WHAT YOU HAVE TO DO
Once the line with "and write both" is found in the entries below, print it and each following line exactly, stopping after the line with "for embedding in"; print nothing else.
[Opening EXTRACTED ENTRIES section]
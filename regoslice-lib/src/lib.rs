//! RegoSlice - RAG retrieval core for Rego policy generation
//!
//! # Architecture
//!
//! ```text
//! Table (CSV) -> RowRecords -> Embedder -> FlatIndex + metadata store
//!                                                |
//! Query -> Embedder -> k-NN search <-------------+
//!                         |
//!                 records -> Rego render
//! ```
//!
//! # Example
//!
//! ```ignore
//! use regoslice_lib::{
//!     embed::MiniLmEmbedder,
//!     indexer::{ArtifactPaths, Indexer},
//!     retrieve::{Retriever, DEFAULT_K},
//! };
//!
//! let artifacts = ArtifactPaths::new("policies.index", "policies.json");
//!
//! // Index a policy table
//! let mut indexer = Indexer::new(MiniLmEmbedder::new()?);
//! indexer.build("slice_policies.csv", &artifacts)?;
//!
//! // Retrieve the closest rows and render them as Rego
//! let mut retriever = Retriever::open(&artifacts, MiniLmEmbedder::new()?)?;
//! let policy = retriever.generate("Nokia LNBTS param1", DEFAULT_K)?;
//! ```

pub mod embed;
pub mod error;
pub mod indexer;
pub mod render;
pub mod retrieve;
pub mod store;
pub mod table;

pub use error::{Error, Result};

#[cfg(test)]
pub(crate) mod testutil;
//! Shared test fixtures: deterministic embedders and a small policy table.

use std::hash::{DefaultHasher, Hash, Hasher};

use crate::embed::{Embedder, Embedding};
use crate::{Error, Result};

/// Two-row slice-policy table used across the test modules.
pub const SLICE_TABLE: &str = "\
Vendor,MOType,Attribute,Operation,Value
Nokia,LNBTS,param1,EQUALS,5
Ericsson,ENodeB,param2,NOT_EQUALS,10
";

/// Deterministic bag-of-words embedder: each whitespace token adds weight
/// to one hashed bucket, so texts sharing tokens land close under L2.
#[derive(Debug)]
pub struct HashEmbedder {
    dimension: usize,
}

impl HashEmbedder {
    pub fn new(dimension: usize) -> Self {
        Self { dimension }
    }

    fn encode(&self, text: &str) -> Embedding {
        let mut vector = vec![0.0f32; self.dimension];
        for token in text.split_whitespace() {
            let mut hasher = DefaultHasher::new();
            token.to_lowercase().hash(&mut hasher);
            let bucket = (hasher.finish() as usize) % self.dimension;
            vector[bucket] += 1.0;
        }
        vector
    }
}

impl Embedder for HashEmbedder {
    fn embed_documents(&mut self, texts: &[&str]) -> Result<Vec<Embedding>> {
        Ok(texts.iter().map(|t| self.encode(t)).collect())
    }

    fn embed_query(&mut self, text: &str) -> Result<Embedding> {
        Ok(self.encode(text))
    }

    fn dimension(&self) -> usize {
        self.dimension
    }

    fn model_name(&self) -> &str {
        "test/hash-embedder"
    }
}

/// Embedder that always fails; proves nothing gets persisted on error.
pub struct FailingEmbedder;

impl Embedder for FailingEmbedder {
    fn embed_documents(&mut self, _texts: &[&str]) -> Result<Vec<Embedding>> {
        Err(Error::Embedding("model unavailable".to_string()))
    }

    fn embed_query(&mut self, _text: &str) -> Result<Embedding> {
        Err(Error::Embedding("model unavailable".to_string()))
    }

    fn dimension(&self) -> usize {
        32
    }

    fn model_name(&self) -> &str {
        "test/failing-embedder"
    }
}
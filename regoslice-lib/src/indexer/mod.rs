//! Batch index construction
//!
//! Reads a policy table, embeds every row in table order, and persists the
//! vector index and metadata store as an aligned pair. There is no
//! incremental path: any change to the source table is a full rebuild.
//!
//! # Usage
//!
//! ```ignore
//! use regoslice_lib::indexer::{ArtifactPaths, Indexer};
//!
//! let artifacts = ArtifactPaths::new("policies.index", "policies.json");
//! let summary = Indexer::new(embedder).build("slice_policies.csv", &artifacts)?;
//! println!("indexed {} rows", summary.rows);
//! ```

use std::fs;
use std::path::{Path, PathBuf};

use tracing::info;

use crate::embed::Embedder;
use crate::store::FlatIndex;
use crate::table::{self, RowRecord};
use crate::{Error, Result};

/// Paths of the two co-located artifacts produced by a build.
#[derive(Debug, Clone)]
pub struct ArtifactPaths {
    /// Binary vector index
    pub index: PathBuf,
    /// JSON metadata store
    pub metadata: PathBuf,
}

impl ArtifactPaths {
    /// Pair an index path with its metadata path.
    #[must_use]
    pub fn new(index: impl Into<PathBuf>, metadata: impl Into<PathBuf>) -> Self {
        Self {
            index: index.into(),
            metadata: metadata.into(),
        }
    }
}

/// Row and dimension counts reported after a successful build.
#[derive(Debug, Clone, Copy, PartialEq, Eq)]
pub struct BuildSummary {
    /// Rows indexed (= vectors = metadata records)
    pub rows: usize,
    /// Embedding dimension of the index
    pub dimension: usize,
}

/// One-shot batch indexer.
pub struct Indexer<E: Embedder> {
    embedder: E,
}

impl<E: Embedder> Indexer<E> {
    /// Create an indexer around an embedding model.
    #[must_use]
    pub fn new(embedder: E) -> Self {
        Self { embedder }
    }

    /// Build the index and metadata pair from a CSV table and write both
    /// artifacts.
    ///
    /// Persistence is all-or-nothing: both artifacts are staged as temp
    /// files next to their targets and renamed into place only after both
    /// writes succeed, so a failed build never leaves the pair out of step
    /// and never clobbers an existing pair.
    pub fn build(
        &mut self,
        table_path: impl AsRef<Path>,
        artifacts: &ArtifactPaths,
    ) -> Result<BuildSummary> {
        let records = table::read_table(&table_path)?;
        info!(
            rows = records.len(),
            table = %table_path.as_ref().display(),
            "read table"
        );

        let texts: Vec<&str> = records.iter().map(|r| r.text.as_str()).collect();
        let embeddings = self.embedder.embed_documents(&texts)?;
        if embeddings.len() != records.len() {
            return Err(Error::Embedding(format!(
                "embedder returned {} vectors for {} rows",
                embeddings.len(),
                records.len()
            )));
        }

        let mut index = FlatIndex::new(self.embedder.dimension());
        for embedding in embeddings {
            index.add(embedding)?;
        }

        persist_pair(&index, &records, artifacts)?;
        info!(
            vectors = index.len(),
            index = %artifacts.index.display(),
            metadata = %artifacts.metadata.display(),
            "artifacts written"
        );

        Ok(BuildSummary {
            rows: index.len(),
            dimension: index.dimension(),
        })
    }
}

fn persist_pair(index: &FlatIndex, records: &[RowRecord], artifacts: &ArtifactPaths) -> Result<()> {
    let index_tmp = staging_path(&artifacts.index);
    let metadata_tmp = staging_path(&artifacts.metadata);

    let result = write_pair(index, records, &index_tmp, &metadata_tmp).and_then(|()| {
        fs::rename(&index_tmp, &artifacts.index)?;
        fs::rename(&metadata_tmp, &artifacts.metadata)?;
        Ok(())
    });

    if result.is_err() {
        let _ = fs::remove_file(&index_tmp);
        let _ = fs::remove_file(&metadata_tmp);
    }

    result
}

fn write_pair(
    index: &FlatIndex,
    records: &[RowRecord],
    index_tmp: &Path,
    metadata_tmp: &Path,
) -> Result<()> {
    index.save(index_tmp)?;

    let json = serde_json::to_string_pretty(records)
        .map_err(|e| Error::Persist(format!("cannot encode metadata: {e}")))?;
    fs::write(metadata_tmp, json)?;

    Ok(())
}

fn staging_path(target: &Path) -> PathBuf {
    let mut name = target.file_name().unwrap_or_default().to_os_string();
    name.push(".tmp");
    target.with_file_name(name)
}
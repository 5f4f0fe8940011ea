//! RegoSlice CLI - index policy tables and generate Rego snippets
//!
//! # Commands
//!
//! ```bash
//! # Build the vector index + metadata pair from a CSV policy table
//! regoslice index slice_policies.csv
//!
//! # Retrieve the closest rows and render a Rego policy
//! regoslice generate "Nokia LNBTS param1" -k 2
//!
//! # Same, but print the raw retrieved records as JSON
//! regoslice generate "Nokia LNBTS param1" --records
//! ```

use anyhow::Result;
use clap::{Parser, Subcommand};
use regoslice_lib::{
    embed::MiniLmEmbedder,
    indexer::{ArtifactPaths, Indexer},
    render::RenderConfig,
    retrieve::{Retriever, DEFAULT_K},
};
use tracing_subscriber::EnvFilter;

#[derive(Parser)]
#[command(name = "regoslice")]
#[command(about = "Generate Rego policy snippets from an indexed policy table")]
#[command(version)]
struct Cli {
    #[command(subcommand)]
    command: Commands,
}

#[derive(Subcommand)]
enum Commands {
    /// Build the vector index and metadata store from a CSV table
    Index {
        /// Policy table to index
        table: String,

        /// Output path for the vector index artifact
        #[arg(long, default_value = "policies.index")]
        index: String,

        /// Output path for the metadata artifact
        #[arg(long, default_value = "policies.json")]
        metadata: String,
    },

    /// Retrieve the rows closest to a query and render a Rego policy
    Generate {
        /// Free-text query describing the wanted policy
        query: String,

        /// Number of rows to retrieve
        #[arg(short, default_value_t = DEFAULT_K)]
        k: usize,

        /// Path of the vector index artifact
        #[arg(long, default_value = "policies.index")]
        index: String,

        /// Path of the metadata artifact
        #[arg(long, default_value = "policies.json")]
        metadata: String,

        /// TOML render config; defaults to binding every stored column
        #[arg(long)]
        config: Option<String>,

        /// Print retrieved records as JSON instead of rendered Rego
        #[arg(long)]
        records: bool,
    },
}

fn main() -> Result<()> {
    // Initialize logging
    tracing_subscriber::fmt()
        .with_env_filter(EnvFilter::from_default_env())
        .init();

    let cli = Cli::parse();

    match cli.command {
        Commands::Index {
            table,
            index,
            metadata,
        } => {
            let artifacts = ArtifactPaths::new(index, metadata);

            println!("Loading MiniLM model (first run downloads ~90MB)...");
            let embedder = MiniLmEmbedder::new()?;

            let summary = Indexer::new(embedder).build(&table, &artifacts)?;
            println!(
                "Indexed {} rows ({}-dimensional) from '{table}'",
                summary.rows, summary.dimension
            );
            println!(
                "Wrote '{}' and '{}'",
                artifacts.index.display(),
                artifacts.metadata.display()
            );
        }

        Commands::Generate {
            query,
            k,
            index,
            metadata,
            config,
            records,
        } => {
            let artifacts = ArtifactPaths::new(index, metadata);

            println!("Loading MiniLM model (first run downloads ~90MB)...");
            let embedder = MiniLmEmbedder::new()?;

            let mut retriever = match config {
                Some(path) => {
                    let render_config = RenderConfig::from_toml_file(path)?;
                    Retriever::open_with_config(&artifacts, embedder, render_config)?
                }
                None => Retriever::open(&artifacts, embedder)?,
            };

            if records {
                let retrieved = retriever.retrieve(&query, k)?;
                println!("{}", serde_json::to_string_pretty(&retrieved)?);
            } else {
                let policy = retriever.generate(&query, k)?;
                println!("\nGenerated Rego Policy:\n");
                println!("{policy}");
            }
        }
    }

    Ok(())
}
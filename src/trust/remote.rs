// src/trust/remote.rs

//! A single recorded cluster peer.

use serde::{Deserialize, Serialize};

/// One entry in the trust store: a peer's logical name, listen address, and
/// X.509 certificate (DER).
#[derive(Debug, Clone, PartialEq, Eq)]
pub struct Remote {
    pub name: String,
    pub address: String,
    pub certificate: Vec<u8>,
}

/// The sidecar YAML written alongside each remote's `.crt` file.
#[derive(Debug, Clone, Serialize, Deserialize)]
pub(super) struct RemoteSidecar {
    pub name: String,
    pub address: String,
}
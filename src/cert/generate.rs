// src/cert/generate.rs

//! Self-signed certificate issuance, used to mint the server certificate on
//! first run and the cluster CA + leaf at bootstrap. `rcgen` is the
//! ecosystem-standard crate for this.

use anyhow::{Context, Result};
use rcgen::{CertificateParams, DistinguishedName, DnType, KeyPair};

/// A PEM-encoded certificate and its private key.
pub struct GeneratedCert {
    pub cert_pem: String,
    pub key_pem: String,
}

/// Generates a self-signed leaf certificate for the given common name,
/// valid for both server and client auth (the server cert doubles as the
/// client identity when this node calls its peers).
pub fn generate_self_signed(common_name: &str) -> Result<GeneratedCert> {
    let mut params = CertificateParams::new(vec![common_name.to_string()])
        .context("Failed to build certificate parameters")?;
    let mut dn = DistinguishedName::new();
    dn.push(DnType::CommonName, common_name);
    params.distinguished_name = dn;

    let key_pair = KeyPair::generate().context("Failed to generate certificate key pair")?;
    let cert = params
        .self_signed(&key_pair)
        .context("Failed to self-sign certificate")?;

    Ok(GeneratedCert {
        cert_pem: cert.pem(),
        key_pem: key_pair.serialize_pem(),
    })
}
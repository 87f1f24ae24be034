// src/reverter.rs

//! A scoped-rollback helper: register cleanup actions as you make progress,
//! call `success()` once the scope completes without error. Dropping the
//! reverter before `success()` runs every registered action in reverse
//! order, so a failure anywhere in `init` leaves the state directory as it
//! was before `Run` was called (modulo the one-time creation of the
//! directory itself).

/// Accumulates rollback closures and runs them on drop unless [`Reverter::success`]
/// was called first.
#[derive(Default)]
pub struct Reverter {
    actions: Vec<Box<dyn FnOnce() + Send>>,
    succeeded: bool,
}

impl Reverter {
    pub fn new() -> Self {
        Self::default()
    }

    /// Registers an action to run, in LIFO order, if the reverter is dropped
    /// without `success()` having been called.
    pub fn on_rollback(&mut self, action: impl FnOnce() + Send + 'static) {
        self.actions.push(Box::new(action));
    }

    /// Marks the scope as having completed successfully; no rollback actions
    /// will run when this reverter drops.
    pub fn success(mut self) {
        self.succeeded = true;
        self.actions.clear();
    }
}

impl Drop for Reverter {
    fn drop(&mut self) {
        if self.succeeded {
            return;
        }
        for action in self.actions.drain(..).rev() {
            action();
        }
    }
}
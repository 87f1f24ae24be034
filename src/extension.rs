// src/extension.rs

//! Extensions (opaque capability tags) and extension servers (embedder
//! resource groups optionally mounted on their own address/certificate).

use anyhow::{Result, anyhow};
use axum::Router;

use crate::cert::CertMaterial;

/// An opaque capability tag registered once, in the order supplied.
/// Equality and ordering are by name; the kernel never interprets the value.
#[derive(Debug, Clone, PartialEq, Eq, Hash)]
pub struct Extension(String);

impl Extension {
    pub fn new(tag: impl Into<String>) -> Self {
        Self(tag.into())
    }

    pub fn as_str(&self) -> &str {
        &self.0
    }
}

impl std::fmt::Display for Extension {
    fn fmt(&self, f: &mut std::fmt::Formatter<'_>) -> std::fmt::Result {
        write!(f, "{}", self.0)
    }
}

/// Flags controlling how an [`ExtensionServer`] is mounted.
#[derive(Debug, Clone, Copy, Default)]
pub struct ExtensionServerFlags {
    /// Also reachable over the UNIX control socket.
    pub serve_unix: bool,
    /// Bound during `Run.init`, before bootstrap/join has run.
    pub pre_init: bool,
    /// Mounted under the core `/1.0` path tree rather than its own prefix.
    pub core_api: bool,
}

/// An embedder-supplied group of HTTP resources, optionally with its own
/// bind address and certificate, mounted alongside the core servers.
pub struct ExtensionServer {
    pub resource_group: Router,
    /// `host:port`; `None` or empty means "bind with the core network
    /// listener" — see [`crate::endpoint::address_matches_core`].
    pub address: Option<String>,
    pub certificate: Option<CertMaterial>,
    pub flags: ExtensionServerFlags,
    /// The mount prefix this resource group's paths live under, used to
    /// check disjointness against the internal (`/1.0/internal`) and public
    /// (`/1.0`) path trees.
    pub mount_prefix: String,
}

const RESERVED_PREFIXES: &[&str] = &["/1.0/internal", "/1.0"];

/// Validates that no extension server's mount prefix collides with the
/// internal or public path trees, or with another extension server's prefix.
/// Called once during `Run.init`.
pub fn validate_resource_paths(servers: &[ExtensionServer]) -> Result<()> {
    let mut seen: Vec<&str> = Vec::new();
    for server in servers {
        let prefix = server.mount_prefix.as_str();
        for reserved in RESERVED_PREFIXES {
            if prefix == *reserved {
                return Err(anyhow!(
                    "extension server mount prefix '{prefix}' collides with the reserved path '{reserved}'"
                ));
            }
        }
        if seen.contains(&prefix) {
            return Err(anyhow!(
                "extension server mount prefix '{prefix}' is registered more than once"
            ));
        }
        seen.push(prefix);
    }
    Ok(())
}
[Closing EXTRACTED ENTRIES section]
SOLUTION TO THIS PROBLEM
    /// Build the index and metadata pair from a CSV table and write both
    /// artifacts.
    ///
    /// Persistence is all-or-nothing: both artifacts are staged as temp
    /// files next to their targets and renamed into place only after both
    /// writes succeed, so a failed build never leaves the pair out of step
    /// and never clobbers an existing pair.
    pub fn build(
        &mut self,
        table_path: impl AsRef<Path>,
        artifacts: &ArtifactPaths,
    ) -> Result<BuildSummary> {
        let records = table::read_table(&table_path)?;
        info!(
            rows = records.len(),
            table = %table_path.as_ref().display(),
            "read table"
        );

        let texts: Vec<&str> = records.iter().map(|r| r.text.as_str()).collect();
        let embeddings = self.embedder.embed_documents(&texts)?;
        if embeddings.len() != records.len() {
            return Err(Error::Embedding(format!(
                "embedder returned {} vectors for {} rows",
                embeddings.len(),
                records.len()
            )));
        }

        let mut index = FlatIndex::new(self.embedder.dimension());
        for embedding in embeddings {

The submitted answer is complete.